Work order:
Retype the records exactly, with nothing added or dropped.

Dataset content START

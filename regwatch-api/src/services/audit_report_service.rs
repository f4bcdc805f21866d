//! Audit report service

use super::ServiceResult;
use crate::db::AuditReportRepository;
use chrono::{DateTime, Utc};
use futures::Stream;
use regwatch_common::events::{ChangeOperation, EventBus, RegwatchEvent};
use regwatch_common::models::{AuditReport, AuditReportCreateRequest, AuditReportStatus};
use regwatch_common::{sse, Error};
use serde::Serialize;
use tracing::info;

/// Payload shared by the audit report change messages
#[derive(Debug, Clone, Serialize)]
pub struct AuditReportChange {
    pub operation_type: ChangeOperation,
    pub audit_report_id: String,
    pub audit_report_data: Option<AuditReport>,
    pub timestamp: DateTime<Utc>,
}

/// Messages of the audit report change feed
#[derive(Debug, Clone, Serialize)]
#[serde(tag = "type", content = "data", rename_all = "snake_case")]
pub enum AuditReportFeedMessage {
    InitialData { audit_reports: Vec<AuditReport> },
    AuditReportAdded(AuditReportChange),
    AuditReportUpdated(AuditReportChange),
    AuditReportDeleted(AuditReportChange),
    Error { message: String },
}

impl AuditReportFeedMessage {
    fn from_change(change: AuditReportChange) -> Self {
        match change.operation_type {
            ChangeOperation::Insert => AuditReportFeedMessage::AuditReportAdded(change),
            ChangeOperation::Update => AuditReportFeedMessage::AuditReportUpdated(change),
            ChangeOperation::Delete => AuditReportFeedMessage::AuditReportDeleted(change),
        }
    }
}

#[derive(Clone)]
pub struct AuditReportService {
    repository: AuditReportRepository,
    event_bus: EventBus,
}

impl AuditReportService {
    pub fn new(repository: AuditReportRepository, event_bus: EventBus) -> Self {
        Self {
            repository,
            event_bus,
        }
    }

    pub async fn create(&self, request: &AuditReportCreateRequest) -> ServiceResult<AuditReport> {
        if !(0.0..=1.0).contains(&request.confidence) {
            return Err(Error::InvalidInput(format!(
                "confidence must be between 0 and 1, got {}",
                request.confidence
            ))
            .into());
        }

        let report = self.repository.insert(request).await?;
        info!(
            "Created audit report {} for feature {} ({} -> {}, needs_action={})",
            report.id,
            report.feature_id,
            report.original_status,
            report.status_change_to,
            report.needs_action
        );
        Ok(report)
    }

    pub async fn get(&self, id: &str) -> ServiceResult<AuditReport> {
        self.repository
            .find_by_id(id)
            .await?
            .ok_or_else(|| Error::not_found("Audit report", id).into())
    }

    pub async fn list(&self) -> ServiceResult<Vec<AuditReport>> {
        Ok(self.repository.list_all().await?)
    }

    pub async fn list_by_source(&self, source_id: &str) -> ServiceResult<Vec<AuditReport>> {
        Ok(self.repository.list_by_source(source_id).await?)
    }

    /// Most recent pending report for a feature, if any
    pub async fn pending_for_feature(&self, feature_id: &str) -> ServiceResult<Option<AuditReport>> {
        Ok(self.repository.latest_pending_for_feature(feature_id).await?)
    }

    pub async fn update_status(
        &self,
        id: &str,
        status: AuditReportStatus,
    ) -> ServiceResult<AuditReport> {
        self.repository
            .update_status(id, status)
            .await?
            .ok_or_else(|| Error::not_found("Audit report", id).into())
    }

    pub async fn delete_all(&self) -> ServiceResult<u64> {
        Ok(self.repository.delete_all().await?)
    }

    /// Snapshot of all reports followed by every report change
    pub fn stream(&self) -> impl Stream<Item = AuditReportFeedMessage> + Send + 'static {
        let repository = self.repository.clone();

        sse::change_feed(
            "audit reports",
            self.event_bus.subscribe(),
            move || {
                let repository = repository.clone();
                async move {
                    let audit_reports = repository.list_all().await?;
                    Ok(AuditReportFeedMessage::InitialData { audit_reports })
                }
            },
            |event| match event {
                RegwatchEvent::AuditReportChanged {
                    operation,
                    audit_report_id,
                    audit_report,
                    timestamp,
                } => Some(AuditReportFeedMessage::from_change(AuditReportChange {
                    operation_type: operation,
                    audit_report_id,
                    audit_report_data: audit_report,
                    timestamp,
                })),
                _ => None,
            },
            |message| AuditReportFeedMessage::Error { message },
        )
    }
}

Dataset content END

Task result:
filename regwatch-api/src/services/audit_report_service.rs
repository f4bcdc805f21866d
//! Audit report service

use super::ServiceResult;
use crate::db::AuditReportRepository;
use chrono::{DateTime, Utc};
use futures::Stream;
use regwatch_common::events::{ChangeOperation, EventBus, RegwatchEvent};
use regwatch_common::models::{AuditReport, AuditReportCreateRequest, AuditReportStatus};
use regwatch_common::{sse, Error};
use serde::Serialize;
use tracing::info;

/// Payload shared by the audit report change messages
#[derive(Debug, Clone, Serialize)]
pub struct AuditReportChange {
    pub operation_type: ChangeOperation,
    pub audit_report_id: String,
    pub audit_report_data: Option<AuditReport>,
    pub timestamp: DateTime<Utc>,
}

/// Messages of the audit report change feed
#[derive(Debug, Clone, Serialize)]
#[serde(tag = "type", content = "data", rename_all = "snake_case")]
pub enum AuditReportFeedMessage {
    InitialData { audit_reports: Vec<AuditReport> },
    AuditReportAdded(AuditReportChange),
    AuditReportUpdated(AuditReportChange),
    AuditReportDeleted(AuditReportChange),
    Error { message: String },
}

impl AuditReportFeedMessage {
    fn from_change(change: AuditReportChange) -> Self {
        match change.operation_type {
            ChangeOperation::Insert => AuditReportFeedMessage::AuditReportAdded(change),
            ChangeOperation::Update => AuditReportFeedMessage::AuditReportUpdated(change),
            ChangeOperation::Delete => AuditReportFeedMessage::AuditReportDeleted(change),
        }
    }
}

#[derive(Clone)]
pub struct AuditReportService {
    repository: AuditReportRepository,
    event_bus: EventBus,
}

impl AuditReportService {
    pub fn new(repository: AuditReportRepository, event_bus: EventBus) -> Self {
        Self {
            repository,
            event_bus,
        }
    }

    pub async fn create(&self, request: &AuditReportCreateRequest) -> ServiceResult<AuditReport> {
        if !(0.0..=1.0).contains(&request.confidence) {
            return Err(Error::InvalidInput(format!(
                "confidence must be between 0 and 1, got {}",
                request.confidence
            ))
            .into());
        }

        let report = self.repository.insert(request).await?;
        info!(
            "Created audit report {} for feature {} ({} -> {}, needs_action={})",
            report.id,
            report.feature_id,
            report.original_status,
            report.status_change_to,
            report.needs_action
        );
        Ok(report)
    }

    pub async fn get(&self, id: &str) -> ServiceResult<AuditReport> {
        self.repository
            .find_by_id(id)
            .await?
            .ok_or_else(|| Error::not_found("Audit report", id).into())
    }

    pub async fn list(&self) -> ServiceResult<Vec<AuditReport>> {
        Ok(self.repository.list_all().await?)
    }

    pub async fn list_by_source(&self, source_id: &str) -> ServiceResult<Vec<AuditReport>> {
        Ok(self.repository.list_by_source(source_id).await?)
    }

    /// Most recent pending report for a feature, if any
    pub async fn pending_for_feature(&self, feature_id: &str) -> ServiceResult<Option<AuditReport>> {
        Ok(self.repository.latest_pending_for_feature(feature_id).await?)
    }

    pub async fn update_status(
        &self,
        id: &str,
        status: AuditReportStatus,
    ) -> ServiceResult<AuditReport> {
        self.repository
            .update_status(id, status)
            .await?
            .ok_or_else(|| Error::not_found("Audit report", id).into())
    }

    pub async fn delete_all(&self) -> ServiceResult<u64> {
        Ok(self.repository.delete_all().await?)
    }

    /// Snapshot of all reports followed by every report change
    pub fn stream(&self) -> impl Stream<Item = AuditReportFeedMessage> + Send + 'static {
        let repository = self.repository.clone();

        sse::change_feed(
            "audit reports",
            self.event_bus.subscribe(),
            move || {
                let repository = repository.clone();
                async move {
                    let audit_reports = repository.list_all().await?;
                    Ok(AuditReportFeedMessage::InitialData { audit_reports })
                }
            },
            |event| match event {
                RegwatchEvent::AuditReportChanged {
                    operation,
                    audit_report_id,
                    audit_report,
                    timestamp,
                } => Some(AuditReportFeedMessage::from_change(AuditReportChange {
                    operation_type: operation,
                    audit_report_id,
                    audit_report_data: audit_report,
                    timestamp,
                })),
                _ => None,
            },
            |message| AuditReportFeedMessage::Error { message },
        )
    }
}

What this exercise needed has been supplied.